How to Compare Multiple Worksheets in Excel 2013

In Excel 2013, you can split a single workbook into worksheet windows and then arrange the windows so that you can view different parts of each worksheet on the screen.

To open the worksheets that you want to compare in different windows, you simply insert new workbook windows and then select the worksheet that you want to display in the new window.
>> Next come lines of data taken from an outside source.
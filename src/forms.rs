// forms.rs
//
// Decoding of browser form submissions: urlencoded bodies, query strings and
// multipart/form-data (the New Property upload).

use futures::executor::block_on;
use futures::stream;
use multer::Multipart;
use std::collections::HashMap;
use std::convert::Infallible;
use url::form_urlencoded;

#[derive(Debug, PartialEq, thiserror::Error)]
pub enum FormError {
    #[error("missing multipart boundary")]
    MissingBoundary,

    #[error("malformed multipart body: {0}")]
    Malformed(String),
}

impl From<multer::Error> for FormError {
    fn from(e: multer::Error) -> Self {
        FormError::Malformed(e.to_string())
    }
}

/// Decoded `application/x-www-form-urlencoded` data. Repeated keys are kept.
#[derive(Debug, Default, Clone)]
pub struct FormData {
    pairs: Vec<(String, String)>,
}

impl FormData {
    pub fn parse(raw: &[u8]) -> Self {
        Self {
            pairs: form_urlencoded::parse(raw).into_owned().collect(),
        }
    }

    /// First value for `key`, trimmed.
    pub fn get(&self, key: &str) -> Option<&str> {
        self.pairs
            .iter()
            .find(|(k, _)| k == key)
            .map(|(_, v)| v.trim())
    }

    /// All values for `key`, e.g. checked checkboxes.
    pub fn get_all(&self, key: &str) -> Vec<&str> {
        self.pairs
            .iter()
            .filter(|(k, _)| k == key)
            .map(|(_, v)| v.as_str())
            .collect()
    }
}

pub fn parse_query(query: Option<&str>) -> FormData {
    FormData::parse(query.unwrap_or_default().as_bytes())
}

#[derive(Debug, Clone, PartialEq)]
pub struct FilePart {
    pub field: String,
    pub file_name: String,
    pub content_type: String,
    pub bytes: Vec<u8>,
}

#[derive(Debug, Default)]
pub struct MultipartForm {
    pub fields: HashMap<String, String>,
    pub files: Vec<FilePart>,
}

impl MultipartForm {
    pub fn field(&self, name: &str) -> Option<&str> {
        self.fields.get(name).map(String::as_str)
    }

    pub fn file(&self, name: &str) -> Option<&FilePart> {
        self.files.iter().find(|f| f.field == name)
    }
}

/// Boundary parameter of a `multipart/form-data` content type.
pub fn multipart_boundary(content_type: &str) -> Option<String> {
    let parsed: mime::Mime = content_type.parse().ok()?;
    if parsed.type_() != mime::MULTIPART || parsed.subtype() != mime::FORM_DATA {
        return None;
    }
    parsed
        .get_param(mime::BOUNDARY)
        .map(|b| b.as_str().to_string())
}

/// Decode a complete multipart body. The body is already in memory, so the
/// async parser is driven to completion on the current thread.
pub fn parse_multipart(body: Vec<u8>, boundary: &str) -> Result<MultipartForm, FormError> {
    if boundary.is_empty() {
        return Err(FormError::MissingBoundary);
    }
    if body.is_empty() {
        return Err(FormError::Malformed("empty body".into()));
    }
    let stream = stream::iter([Ok::<_, Infallible>(body)]);
    let mut multipart = Multipart::new(stream, boundary);

    block_on(async move {
        let mut form = MultipartForm::default();
        while let Some(field) = multipart.next_field().await? {
            let name = field
                .name()
                .map(str::to_string)
                .ok_or_else(|| FormError::Malformed("part without a name".into()))?;
            match field.file_name().map(str::to_string) {
                Some(file_name) => {
                    let content_type = field
                        .content_type()
                        .map(|m| m.essence_str().to_string())
                        .unwrap_or_else(|| mime::APPLICATION_OCTET_STREAM.to_string());
                    let bytes = field.bytes().await?;
                    form.files.push(FilePart {
                        field: name,
                        file_name,
                        content_type,
                        bytes: bytes.to_vec(),
                    });
                }
                None => {
                    let value = field.text().await?;
                    form.fields.insert(name, value);
                }
            }
        }
        Ok::<_, FormError>(form)
    })
}

#[cfg(test)]
pub(crate) mod tests {
    use super::*;

    pub(crate) const BOUNDARY: &str = "----flooriqboundary";

    /// Encode a form the way a browser would.
    pub(crate) fn multipart_body(
        fields: &[(&str, &str)],
        file: Option<(&str, &str, &str, &[u8])>,
    ) -> Vec<u8> {
        let mut body = Vec::new();
        for (name, value) in fields {
            body.extend_from_slice(
                format!(
                    "--{BOUNDARY}\r\nContent-Disposition: form-data; name=\"{name}\"\r\n\r\n{value}\r\n"
                )
                .as_bytes(),
            );
        }
        if let Some((name, file_name, content_type, bytes)) = file {
            body.extend_from_slice(
                format!(
                    "--{BOUNDARY}\r\nContent-Disposition: form-data; name=\"{name}\"; filename=\"{file_name}\"\r\nContent-Type: {content_type}\r\n\r\n"
                )
                .as_bytes(),
            );
            body.extend_from_slice(bytes);
            body.extend_from_slice(b"\r\n");
        }
        body.extend_from_slice(format!("--{BOUNDARY}--\r\n").as_bytes());
        body
    }

    #[test]
    fn parses_fields_and_files() {
        let png = b"\x89PNG\r\n\x1a\nrest";
        let body = multipart_body(
            &[("address", "123 Main St, Unit 4A")],
            Some(("file", "plan.png", "image/png", png)),
        );
        let form = parse_multipart(body, BOUNDARY).unwrap();

        assert_eq!(form.field("address"), Some("123 Main St, Unit 4A"));
        let file = form.file("file").unwrap();
        assert_eq!(file.file_name, "plan.png");
        assert_eq!(file.content_type, "image/png");
        assert_eq!(file.bytes, png);
    }

    #[test]
    fn boundary_from_content_type() {
        assert_eq!(
            multipart_boundary("multipart/form-data; boundary=abc123").as_deref(),
            Some("abc123")
        );
        assert_eq!(multipart_boundary("application/json"), None);
    }

    #[test]
    fn truncated_body_is_rejected() {
        let mut body = multipart_body(&[("address", "x")], None);
        body.truncate(body.len() - 12);
        assert!(parse_multipart(body, BOUNDARY).is_err());
        assert_eq!(
            parse_multipart(Vec::new(), BOUNDARY).unwrap_err(),
            FormError::Malformed("empty body".into())
        );
    }

    #[test]
    fn quoted_file_name_keeps_semicolons() {
        let body = multipart_body(
            &[("address", "9 Oak Ave")],
            Some(("file", "plan;v2.png", "image/png", b"png")),
        );
        let form = parse_multipart(body, BOUNDARY).unwrap();

        assert_eq!(form.file("file").unwrap().file_name, "plan;v2.png");
        assert_eq!(form.field("address"), Some("9 Oak Ave"));
    }

    #[test]
    fn file_without_content_type_is_octet_stream() {
        let body = format!(
            "--{BOUNDARY}\r\nContent-Disposition: form-data; name=\"file\"; filename=\"a.bin\"\r\n\r\nxyz\r\n--{BOUNDARY}--\r\n"
        );
        let form = parse_multipart(body.into_bytes(), BOUNDARY).unwrap();
        assert_eq!(form.file("file").unwrap().content_type, "application/octet-stream");
    }

    #[test]
    fn urlencoded_repeated_keys() {
        let form = FormData::parse(b"ids=a&ids=b&action=delete&note=+hi+");
        assert_eq!(form.get_all("ids"), vec!["a", "b"]);
        assert_eq!(form.get("action"), Some("delete"));
        assert_eq!(form.get("note"), Some("hi"));
        assert_eq!(form.get("missing"), None);
    }
}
You can accomplish this with the following steps:

  1. Click the New Window command button on the View tab or press Alt+WN to create a second worksheet window.

    Then click the tab of the worksheet that you want to display in this second window (indicated by the :2 that Excel adds to the end of the filename in the title bar).

  2. Click the New Window command button or press Alt+WN again to create a third worksheet window.

    Then click the tab of the worksheet that you want to display in this third window (indicated by the :3 that Excel adds to the end of the filename in the title bar).

  3. Repeat step 2 for each worksheet you want to compare.

  4. Click the Arrange All command button on the View tab or press Alt+WA and select one of the Arrange options in the Arrange Windows dialog box.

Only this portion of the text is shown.